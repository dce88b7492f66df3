//! Reconnect policy and retry pacing.
//!
//! A policy is fixed when a session is created. It decides how often the
//! session may try to (re)open the device, how long each blocking device call
//! may take, and how many consecutive empty reads demote a live link.

use std::time::Duration;

use serde::Deserialize;
use thiserror::Error;

/// Consecutive failed reads that declare the link lost.
pub const DEFAULT_MAX_FAILED_FRAMES: u32 = 5;

/// Minimum spacing between connect attempts (2 seconds).
pub const DEFAULT_RECONNECT_DELAY: Duration = Duration::from_secs(2);

/// Upper bound for opening a device and reading the verifying frame.
pub const DEFAULT_CONNECTION_TIMEOUT: Duration = Duration::from_secs(5);

/// Upper bound for a single frame read.
pub const DEFAULT_FRAME_TIMEOUT: Duration = Duration::from_secs(1);

/// Maximum delay cap for exponential backoff (30 seconds).
pub const DEFAULT_BACKOFF_MAX: Duration = Duration::from_secs(30);

/// How many connect attempts `start()` may make.
#[derive(Debug, Clone, Copy, PartialEq, Eq)]
pub enum AttemptBudget {
    /// Retry forever
    Unbounded,
    /// Give up after this many attempts
    Bounded(u32),
}

impl AttemptBudget {
    /// Map the conventional integer form: any value below 1 means unbounded.
    pub fn from_count(count: i64) -> Self {
        if count > 0 {
            AttemptBudget::Bounded(count.min(u32::MAX as i64) as u32)
        } else {
            AttemptBudget::Unbounded
        }
    }

    /// True once `attempts` failed attempts have used up the budget.
    pub fn is_exhausted(self, attempts: u32) -> bool {
        match self {
            AttemptBudget::Unbounded => false,
            AttemptBudget::Bounded(max) => attempts >= max,
        }
    }
}

/// Where the attempt budget applies.
#[derive(Debug, Clone, Copy, PartialEq, Eq, Default, Deserialize)]
#[serde(rename_all = "lowercase")]
pub enum BudgetScope {
    /// Only the initial `start()` sequence is metered; reconnection from a
    /// lost link is limited by `reconnect_delay` alone.
    #[default]
    Startup,
    /// Consecutive failed reconnects after a lost link are metered too, and
    /// exhausting them moves the session to `Failed`.
    Always,
}

/// Delay between attempts inside `start()`.
#[derive(Debug, Clone, Copy, PartialEq, Eq, Default)]
pub enum Backoff {
    /// Always wait `reconnect_delay`
    #[default]
    Fixed,
    /// `reconnect_delay * 2^n`, capped at `max`
    Exponential { max: Duration },
}

/// Policy fields of a session.
#[derive(Debug, Clone, PartialEq)]
pub struct ReconnectPolicy {
    pub attempts: AttemptBudget,
    pub budget_scope: BudgetScope,
    pub backoff: Backoff,
    pub reconnect_delay: Duration,
    pub connection_timeout: Duration,
    pub frame_timeout: Duration,
    pub max_failed_frames: u32,
}

impl Default for ReconnectPolicy {
    fn default() -> Self {
        Self {
            attempts: AttemptBudget::Unbounded,
            budget_scope: BudgetScope::Startup,
            backoff: Backoff::Fixed,
            reconnect_delay: DEFAULT_RECONNECT_DELAY,
            connection_timeout: DEFAULT_CONNECTION_TIMEOUT,
            frame_timeout: DEFAULT_FRAME_TIMEOUT,
            max_failed_frames: DEFAULT_MAX_FAILED_FRAMES,
        }
    }
}

/// Rejected policy values.
#[derive(Debug, Error, PartialEq, Eq)]
pub enum PolicyError {
    #[error("max_failed_frames must be at least 1")]
    ZeroFailureThreshold,
    #[error("{0} must be greater than zero")]
    ZeroTimeout(&'static str),
    #[error("bounded attempt budget must allow at least one attempt")]
    EmptyBudget,
}

impl ReconnectPolicy {
    pub fn validate(&self) -> Result<(), PolicyError> {
        if self.max_failed_frames == 0 {
            return Err(PolicyError::ZeroFailureThreshold);
        }
        if self.connection_timeout.is_zero() {
            return Err(PolicyError::ZeroTimeout("connection_timeout"));
        }
        if self.frame_timeout.is_zero() {
            return Err(PolicyError::ZeroTimeout("frame_timeout"));
        }
        if self.attempts == AttemptBudget::Bounded(0) {
            return Err(PolicyError::EmptyBudget);
        }
        Ok(())
    }

    /// Delay to wait after the `failed`-th failed attempt (0-based) in `start()`.
    pub fn retry_delay(&self, failed: u32) -> Duration {
        match self.backoff {
            Backoff::Fixed => self.reconnect_delay,
            Backoff::Exponential { max } => calculate_backoff(failed, self.reconnect_delay, max),
        }
    }
}

/// Calculate exponential backoff delay.
///
/// Uses the formula: min(base * 2^attempt, max)
pub fn calculate_backoff(attempt: u32, base: Duration, max: Duration) -> Duration {
    base.saturating_mul(2u32.saturating_pow(attempt)).min(max)
}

=== WHAT THE EXERCISE ASKS ===
All of the data above needs to be transcribed verbatim.

=== COMPLETED TASK ===
repository dce88b7492f66df3
//! Reconnect policy and retry pacing.
//!
//! A policy is fixed when a session is created. It decides how often the
//! session may try to (re)open the device, how long each blocking device call
//! may take, and how many consecutive empty reads demote a live link.

use std::time::Duration;

use serde::Deserialize;
use thiserror::Error;

/// Consecutive failed reads that declare the link lost.
pub const DEFAULT_MAX_FAILED_FRAMES: u32 = 5;

/// Minimum spacing between connect attempts (2 seconds).
pub const DEFAULT_RECONNECT_DELAY: Duration = Duration::from_secs(2);

/// Upper bound for opening a device and reading the verifying frame.
pub const DEFAULT_CONNECTION_TIMEOUT: Duration = Duration::from_secs(5);

/// Upper bound for a single frame read.
pub const DEFAULT_FRAME_TIMEOUT: Duration = Duration::from_secs(1);

/// Maximum delay cap for exponential backoff (30 seconds).
pub const DEFAULT_BACKOFF_MAX: Duration = Duration::from_secs(30);

/// How many connect attempts `start()` may make.
#[derive(Debug, Clone, Copy, PartialEq, Eq)]
pub enum AttemptBudget {
    /// Retry forever
    Unbounded,
    /// Give up after this many attempts
    Bounded(u32),
}

impl AttemptBudget {
    /// Map the conventional integer form: any value below 1 means unbounded.
    pub fn from_count(count: i64) -> Self {
        if count > 0 {
            AttemptBudget::Bounded(count.min(u32::MAX as i64) as u32)
        } else {
            AttemptBudget::Unbounded
        }
    }

    /// True once `attempts` failed attempts have used up the budget.
    pub fn is_exhausted(self, attempts: u32) -> bool {
        match self {
            AttemptBudget::Unbounded => false,
            AttemptBudget::Bounded(max) => attempts >= max,
        }
    }
}

/// Where the attempt budget applies.
#[derive(Debug, Clone, Copy, PartialEq, Eq, Default, Deserialize)]
#[serde(rename_all = "lowercase")]
pub enum BudgetScope {
    /// Only the initial `start()` sequence is metered; reconnection from a
    /// lost link is limited by `reconnect_delay` alone.
    #[default]
    Startup,
    /// Consecutive failed reconnects after a lost link are metered too, and
    /// exhausting them moves the session to `Failed`.
    Always,
}

/// Delay between attempts inside `start()`.
#[derive(Debug, Clone, Copy, PartialEq, Eq, Default)]
pub enum Backoff {
    /// Always wait `reconnect_delay`
    #[default]
    Fixed,
    /// `reconnect_delay * 2^n`, capped at `max`
    Exponential { max: Duration },
}

/// Policy fields of a session.
#[derive(Debug, Clone, PartialEq)]
pub struct ReconnectPolicy {
    pub attempts: AttemptBudget,
    pub budget_scope: BudgetScope,
    pub backoff: Backoff,
    pub reconnect_delay: Duration,
    pub connection_timeout: Duration,
    pub frame_timeout: Duration,
    pub max_failed_frames: u32,
}

impl Default for ReconnectPolicy {
    fn default() -> Self {
        Self {
            attempts: AttemptBudget::Unbounded,
            budget_scope: BudgetScope::Startup,
            backoff: Backoff::Fixed,
            reconnect_delay: DEFAULT_RECONNECT_DELAY,
            connection_timeout: DEFAULT_CONNECTION_TIMEOUT,
            frame_timeout: DEFAULT_FRAME_TIMEOUT,
            max_failed_frames: DEFAULT_MAX_FAILED_FRAMES,
        }
    }
}

/// Rejected policy values.
#[derive(Debug, Error, PartialEq, Eq)]
pub enum PolicyError {
    #[error("max_failed_frames must be at least 1")]
    ZeroFailureThreshold,
    #[error("{0} must be greater than zero")]
    ZeroTimeout(&'static str),
    #[error("bounded attempt budget must allow at least one attempt")]
    EmptyBudget,
}

impl ReconnectPolicy {
    pub fn validate(&self) -> Result<(), PolicyError> {
        if self.max_failed_frames == 0 {
            return Err(PolicyError::ZeroFailureThreshold);
        }
        if self.connection_timeout.is_zero() {
            return Err(PolicyError::ZeroTimeout("connection_timeout"));
        }
        if self.frame_timeout.is_zero() {
            return Err(PolicyError::ZeroTimeout("frame_timeout"));
        }
        if self.attempts == AttemptBudget::Bounded(0) {
            return Err(PolicyError::EmptyBudget);
        }
        Ok(())
    }

    /// Delay to wait after the `failed`-th failed attempt (0-based) in `start()`.
    pub fn retry_delay(&self, failed: u32) -> Duration {
        match self.backoff {
            Backoff::Fixed => self.reconnect_delay,
            Backoff::Exponential { max } => calculate_backoff(failed, self.reconnect_delay, max),
        }
    }
}

/// Calculate exponential backoff delay.
///
/// Uses the formula: min(base * 2^attempt, max)
pub fn calculate_backoff(attempt: u32, base: Duration, max: Duration) -> Duration {
    base.saturating_mul(2u32.saturating_pow(attempt)).min(max)
}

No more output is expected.